Directions: Filter these entries down to the lines that hold the word "rusqlite", and show each of them.

-------- Data extracts

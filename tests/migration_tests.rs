//! Schema reconciliation against real SQLite files.
//!
//! ## Coverage
//!
//! 1. Fresh store → head, every expected column present and nullable
//! 2. Tables created outside the chain → stamp head, then repair fills gaps
//! 3. Repair skips absent tables, ignores column letter case and is idempotent
//! 4. Downgrade and re-upgrade through the orchestrator

use rusqlite::Connection;
use tempfile::TempDir;

use ui_toolkit_lib::data_governance::migration::{
    MigrationOrchestrator, MigrationOutcome, TOOLKIT_CHAIN,
};
use ui_toolkit_lib::data_governance::schema_repair::{repair_sqlite, ColumnDef, TableSpec};
use ui_toolkit_lib::data_governance::{reconcile, EXPECTED_SCHEMA};
use ui_toolkit_lib::database::{open_store, StoreLocation};

const HEAD: &str = "b5c9e2d7f1a3";

// ============================================================================
// Helpers
// ============================================================================

fn temp_store() -> (TempDir, StoreLocation) {
    let dir = TempDir::new().expect("create temp dir");
    let location = StoreLocation::File(dir.path().join("unifi_toolkit.db"));
    (dir, location)
}

/// (exists, notnull) for a column
fn column_info(conn: &Connection, table: &str, column: &str) -> Option<bool> {
    conn.query_row(
        "SELECT \"notnull\" FROM pragma_table_info(?1) WHERE name = ?2",
        rusqlite::params![table, column],
        |row| row.get::<_, i64>(0),
    )
    .ok()
    .map(|notnull| notnull != 0)
}

fn table_exists(conn: &Connection, table: &str) -> bool {
    conn.query_row(
        "SELECT EXISTS(SELECT 1 FROM sqlite_master WHERE type='table' AND name=?1)",
        [table],
        |row| row.get(0),
    )
    .unwrap()
}

// ============================================================================
// End-to-end
// ============================================================================

#[test]
fn test_fresh_store_reaches_head_with_nullable_radio_column() {
    let (_dir, location) = temp_store();

    let report = reconcile(&location, &TOOLKIT_CHAIN, EXPECTED_SCHEMA);
    assert!(report.is_fully_successful(), "{:?}", report);
    assert!(matches!(
        report.migration,
        MigrationOutcome::Success { from: None, to: HEAD, applied: 10 }
    ));

    let conn = open_store(&location).unwrap();
    assert_eq!(
        column_info(&conn, "stalker_tracked_devices", "current_radio"),
        Some(false),
        "current_radio must exist and allow NULL"
    );
    let orchestrator = MigrationOrchestrator::new(&TOOLKIT_CHAIN);
    assert_eq!(orchestrator.current_revision(&conn).unwrap(), Some(HEAD));
}

#[test]
fn test_second_reconcile_changes_nothing() {
    let (_dir, location) = temp_store();
    reconcile(&location, &TOOLKIT_CHAIN, EXPECTED_SCHEMA);

    let report = reconcile(&location, &TOOLKIT_CHAIN, EXPECTED_SCHEMA);
    assert!(matches!(
        report.migration,
        MigrationOutcome::Success { applied: 0, .. }
    ));
    let repair = report.repair.unwrap();
    assert!(repair.added.is_empty());
}

#[test]
fn test_out_of_band_table_is_stamped_then_repaired() {
    let (_dir, location) = temp_store();
    let orchestrator = MigrationOrchestrator::new(&TOOLKIT_CHAIN);

    {
        let conn = open_store(&location).unwrap();
        // the store as it was after the first revision
        let root = TOOLKIT_CHAIN.ordered().unwrap()[0];
        conn.execute_batch(root.upgrade_sql).unwrap();
        orchestrator.stamp(&conn, root.id).unwrap();
        conn.execute(
            "INSERT INTO stalker_tracked_devices (mac_address, friendly_name) VALUES ('aa:bb:cc:dd:ee:ff', 'phone')",
            [],
        )
        .unwrap();

        // a newer build created its Threat Watch table directly
        conn.execute_batch(
            "CREATE TABLE threats_events (
                id INTEGER PRIMARY KEY,
                unifi_event_id VARCHAR NOT NULL UNIQUE,
                timestamp DATETIME NOT NULL,
                ignored BOOLEAN NOT NULL DEFAULT 0,
                ignored_by_rule_id INTEGER
            );",
        )
        .unwrap();
    }

    let report = reconcile(&location, &TOOLKIT_CHAIN, EXPECTED_SCHEMA);
    match &report.migration {
        MigrationOutcome::SyncRecovered { detail, stamped } => {
            assert_eq!(*stamped, HEAD);
            assert!(detail.contains("already exists"), "{}", detail);
        }
        other => panic!("expected SyncRecovered, got {:?}", other),
    }

    let repair = report.repair.as_ref().unwrap();
    assert!(repair.added.contains(&("stalker_tracked_devices", "current_radio")));
    assert!(repair.added.contains(&("stalker_connection_history", "ssid")));
    assert!(repair.added.contains(&("unifi_config", "api_key_encrypted")));
    assert!(!repair.added.iter().any(|(table, _)| *table == "threats_events"));

    let conn = open_store(&location).unwrap();
    assert_eq!(orchestrator.current_revision(&conn).unwrap(), Some(HEAD));
    for spec in EXPECTED_SCHEMA {
        for column in spec.columns {
            assert!(
                column_info(&conn, spec.table, column.name).is_some(),
                "{}.{} missing after repair",
                spec.table,
                column.name
            );
        }
    }
    // existing rows survive
    let name: String = conn
        .query_row("SELECT friendly_name FROM stalker_tracked_devices", [], |row| row.get(0))
        .unwrap();
    assert_eq!(name, "phone");

    // next boot is clean
    let again = reconcile(&location, &TOOLKIT_CHAIN, EXPECTED_SCHEMA);
    assert!(again.is_fully_successful());
    assert!(again.repair.unwrap().added.is_empty());
}

// ============================================================================
// Repair
// ============================================================================

#[test]
fn test_repair_adds_exactly_the_missing_column() {
    static WIRED: &[ColumnDef] = &[ColumnDef::new("is_wired", "BOOLEAN")];
    static SPEC: &[TableSpec] = &[TableSpec::new("stalker_tracked_devices", WIRED)];

    let (_dir, location) = temp_store();
    let mut conn = open_store(&location).unwrap();
    conn.execute_batch(
        "CREATE TABLE stalker_tracked_devices (id INTEGER PRIMARY KEY, mac_address VARCHAR NOT NULL);
         INSERT INTO stalker_tracked_devices (mac_address) VALUES ('11:22:33:44:55:66');",
    )
    .unwrap();

    let report = repair_sqlite(&mut conn, SPEC).unwrap();
    assert_eq!(report.added, vec![("stalker_tracked_devices", "is_wired")]);

    let columns: Vec<String> = conn
        .prepare("SELECT name FROM pragma_table_info('stalker_tracked_devices')")
        .unwrap()
        .query_map([], |row| row.get(0))
        .unwrap()
        .collect::<Result<_, _>>()
        .unwrap();
    assert_eq!(columns, vec!["id", "mac_address", "is_wired"]);
    assert_eq!(column_info(&conn, "stalker_tracked_devices", "is_wired"), Some(false));

    let (mac, wired): (String, Option<bool>) = conn
        .query_row(
            "SELECT mac_address, is_wired FROM stalker_tracked_devices",
            [],
            |row| Ok((row.get(0)?, row.get(1)?)),
        )
        .unwrap();
    assert_eq!(mac, "11:22:33:44:55:66");
    assert_eq!(wired, None);

    // idempotent
    assert!(repair_sqlite(&mut conn, SPEC).unwrap().added.is_empty());
}

#[test]
fn test_repair_never_creates_tables() {
    let (_dir, location) = temp_store();
    let mut conn = open_store(&location).unwrap();
    conn.execute_batch("CREATE TABLE unifi_config (id INTEGER PRIMARY KEY, controller_url VARCHAR);")
        .unwrap();

    let report = repair_sqlite(&mut conn, EXPECTED_SCHEMA).unwrap();
    assert_eq!(
        report.added,
        vec![("unifi_config", "is_unifi_os"), ("unifi_config", "api_key_encrypted")]
    );
    assert_eq!(report.skipped_tables.len(), 4);
    assert!(!table_exists(&conn, "stalker_webhook_config"));
    assert!(!table_exists(&conn, "threats_events"));
}

#[test]
fn test_upper_case_live_column_does_not_block_other_repairs() {
    let (_dir, location) = temp_store();
    let mut conn = open_store(&location).unwrap();
    conn.execute_batch(
        "CREATE TABLE stalker_tracked_devices (id INTEGER PRIMARY KEY, mac_address VARCHAR NOT NULL);
         CREATE TABLE unifi_config (id INTEGER PRIMARY KEY, IS_UNIFI_OS BOOLEAN);",
    )
    .unwrap();

    let report = repair_sqlite(&mut conn, EXPECTED_SCHEMA).unwrap();
    assert!(report.is_clean(), "{:?}", report.failed);
    assert!(report.added.contains(&("stalker_tracked_devices", "current_radio")));
    assert!(report.added.contains(&("unifi_config", "api_key_encrypted")));
    assert!(!report.added.contains(&("unifi_config", "is_unifi_os")));

    drop(conn);
    let conn = open_store(&location).unwrap();
    assert_eq!(
        column_info(&conn, "stalker_tracked_devices", "current_radio"),
        Some(false)
    );
}

// ============================================================================
// Downgrade
// ============================================================================

#[test]
fn test_downgrade_one_revision_then_upgrade() {
    let (_dir, location) = temp_store();
    reconcile(&location, &TOOLKIT_CHAIN, EXPECTED_SCHEMA);

    let mut conn = open_store(&location).unwrap();
    let orchestrator = MigrationOrchestrator::new(&TOOLKIT_CHAIN);
    assert_eq!(orchestrator.downgrade(&mut conn, Some("a3f8d1c4e9b2")).unwrap(), 1);
    assert_eq!(column_info(&conn, "stalker_tracked_devices", "current_radio"), None);
    assert_eq!(orchestrator.current_revision(&conn).unwrap(), Some("a3f8d1c4e9b2"));

    assert!(matches!(
        orchestrator.run(&mut conn),
        MigrationOutcome::Success { from: Some("a3f8d1c4e9b2"), to: HEAD, applied: 1 }
    ));
    assert_eq!(
        column_info(&conn, "stalker_tracked_devices", "current_radio"),
        Some(false)
    );
}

----------------

Answer box:
use rusqlite::Connection;
        rusqlite::params![table, column],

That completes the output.